La monarca reinante más anciana de Europa está siendo tratada de anemia hemolítica, causada por una destrucción acelerada de glóbulos rojos que provoca cansancio, palidez y dificultad para respirar.
La salud del rey Harald V de Noruega, de 89 años, ingresado en el hospital debido a complicaciones derivadas de una enfermedad sanguínea, "se deterioró" durante el fin de semana, según un comunicado del palacio.
El monarca reinante más anciano de Europa está siendo tratado por anemia hemolítica, una enfermedad provocada por una destrucción anormalmente rápida de los glóbulos rojos que provoca fatiga, palidez y dificultad para respirar. "El rey está recibiendo antibióticos para tratar una infección bacteriana en la sangre y ha respondido bien al tratamiento", indica el comunicado.
El lunes ingresó en el Hospital Universitario de Oslo debido a una retención de líquidos provocada por el tratamiento con cortisona que está recibiendo, y se le ha concedido una baja por enfermedad de dos semanas.
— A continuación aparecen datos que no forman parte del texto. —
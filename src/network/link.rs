//! Hydraulic helper queries on a link.
//!
//! These are the narrow collaborators the momentum integrator calls:
//! Froude number, normal and critical depth for a given discharge, the
//! evaporation/seepage loss rate, and the flap-gate check.

use crate::constants::FUDGE;
use crate::network::{Link, Node, NodeKind};

impl Link {
    /// Froude number at velocity `v` and depth `y`.
    ///
    /// Uses the hydraulic depth `A/W`. A closed conduit within `FUDGE` of
    /// its crown is friction-controlled rather than wave-controlled, so
    /// the result there is 0.
    pub fn froude_number(&self, v: f64, y: f64, gravity: f64) -> f64 {
        if y <= FUDGE {
            return 0.0;
        }
        if !self.xsect.is_open() && self.xsect.y_full - y <= FUDGE {
            return 0.0;
        }
        let w = self.xsect.w_of_y(y);
        if w <= FUDGE {
            return 0.0;
        }
        let y_hyd = self.xsect.a_of_y(y) / w;
        v.abs() / (gravity * y_hyd).sqrt()
    }

    /// Normal (steady uniform) flow depth for discharge `q` (ft).
    ///
    /// Inverts the section factor through the conveyance coefficient:
    /// `A·R^(2/3) = |q|/β`. Force mains are full whenever they flow.
    pub fn normal_depth(&self, q: f64) -> f64 {
        if self.xsect.is_force_main() {
            return self.xsect.y_full;
        }
        let q = q.abs();
        if q <= 0.0 {
            return 0.0;
        }
        self.xsect.y_of_section_factor(q / self.conduit.beta)
    }

    /// Critical flow depth for discharge `q` (ft).
    pub fn critical_depth(&self, q: f64, gravity: f64) -> f64 {
        self.xsect.critical_depth(q, gravity)
    }

    /// Evaporation + seepage loss rate for the step (cfs per barrel).
    ///
    /// The loss cannot exceed the flow that is available to lose.
    pub fn loss_rate(&self, q: f64) -> f64 {
        let rate = self.conduit.evap_loss_rate + self.conduit.seep_loss_rate;
        if rate > 0.0 {
            rate.min(q.abs())
        } else {
            0.0
        }
    }

    /// Whether a flap gate blocks flow `q` through this link.
    ///
    /// Checks the link's own gate against its nominal direction, then any
    /// outfall flap gate at the end the flow would enter from.
    pub fn flap_gate_closed(&self, nodes: &[Node], q: f64) -> bool {
        if self.has_flap_gate && q * self.direction < 0.0 {
            return true;
        }
        let inflow_node = if q < 0.0 {
            Some(self.node2)
        } else if q > 0.0 {
            Some(self.node1)
        } else {
            None
        };
        if let Some(n) = inflow_node {
            if let NodeKind::Outfall { has_flap_gate: true } = nodes[n].kind {
                return true;
            }
        }
        false
    }
}
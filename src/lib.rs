//! # dynwave
//!
//! A dynamic-wave flow routing kernel for stormwater conduit networks.
//!
//! This crate provides the per-conduit core of a hydraulic simulator:
//! - Cross-section geometry (circular, rectangular, trapezoidal,
//!   triangular, force main, and tabulated custom shapes)
//! - Flow-regime classification (dry, subcritical, supercritical, and
//!   critical- or dry-ended states)
//! - Free-surface area distribution to the end nodes
//! - A finite-difference Saint-Venant momentum integrator with inertial
//!   damping, upstream weighting, friction and minor losses,
//!   under-relaxation, and flow-limitation checks (culvert inlet
//!   control, normal-flow capping, flap gates, dry-node cutoffs)
//! - A symbolic math expression evaluator (infix formulas compiled to
//!   postfix programs)
//!
//! The outer head-balancing iteration, input parsing, and reporting are
//! the caller's business: the kernel consumes node heads and per-conduit
//! constants and returns a new flow, depth, volume, and a flow-head
//! derivative through the link records.
//!
//! Units are US customary (feet, seconds, cfs) by default; the numerics
//! are unit-agnostic as long as the configuration's gravity and the
//! conduit constants agree.

pub mod constants;
pub mod dynwave;
pub mod mathexpr;
pub mod network;
pub mod types;
pub mod xsect;

// Re-export main types for convenience
pub use constants::{FUDGE, GRAVITY, MAX_VELOCITY};
pub use dynwave::{
    classify, update_all_conduits, update_conduit_flow, Classification, FlowClass,
    InertialDamping, NormalFlowLimit, RoutingConfig,
};
#[cfg(feature = "parallel")]
pub use dynwave::update_all_conduits_parallel;
pub use mathexpr::{BuildError, MathExpr, Opcode};
pub use network::{
    Conduit, CulvertParams, ForceMainEqn, FullState, InletForm, Link, Node, NodeKind, Project,
};
pub use types::{LinkIndex, NodeIndex};
pub use xsect::{ShapeCurve, Xsect, XsectShape};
El palacio ya había comunicado anteriormente que el rey había cancelado su visita a la región central de Trøndelag, prevista para los días 1 y 2 de septiembre, tras la finalización del periodo de baja por enfermedad anunciado previamente. Varios miembros de su familia le han visitado en el hospital.
El periódico 'Verdens Gang' informó de que su esposa, la reina Sonja, su hijo, el príncipe heredero Haakon, que ejerce de regente en ausencia de Harald, y la esposa de Haakon, la princesa Mette-Marit, lo visitaron el domingo, al igual que la hermana del rey. Ninguno de ellos hizo declaraciones al salir del hospital.
Un año turbulento
Harald, que ascendió al trono noruego en 1991, ha sufrido múltiples problemas de salud en los últimos años, lo que le ha obligado a implantarse un marcapasos y a reducir su agenda oficial.
Sin embargo, siempre ha descartado la posibilidad de abdicar, alegando que prestó un juramento de por vida ante el Parlamento noruego. En febrero, fue hospitalizado por una infección y deshidratación en Tenerife, donde se encontraba de viaje privado con la reina Sonja.
Su esposa, también de 89 años, fue ingresada brevemente en el hospital en mayo debido a problemas cardíacos. Los problemas de salud de Harald llegan en un momento turbulento para la familia real noruega. La esposa de Haakon, Mette-Marit, está en el punto de mira por sus vínculos con el fallecido delincuente sexual estadounidense Jeffrey Epstein.
Los documentos publicados en enero en Estados Unidos revelaron su correspondencia continuada y, en ocasiones, íntima con Epstein entre 2011 y 2014, en un momento en el que el financiero estadounidense ya había sido condenado.
El hijo de Mette-Marit de un matrimonio anterior, Marius Borg Høiby, fue condenado en junio a cuatro años de prisión por dos violaciones y otros 32 cargos, entre ellos violencia contra una expareja. Ha recurrido la sentencia.
Mette-Marit, de 53 años, que padece una grave enfermedad pulmonar, también tuvo que someterse a un trasplante de pulmón en julio. La familia real sigue gozando de gran popularidad entre el público noruego, en gran parte gracias a la figura unificadora de Harald.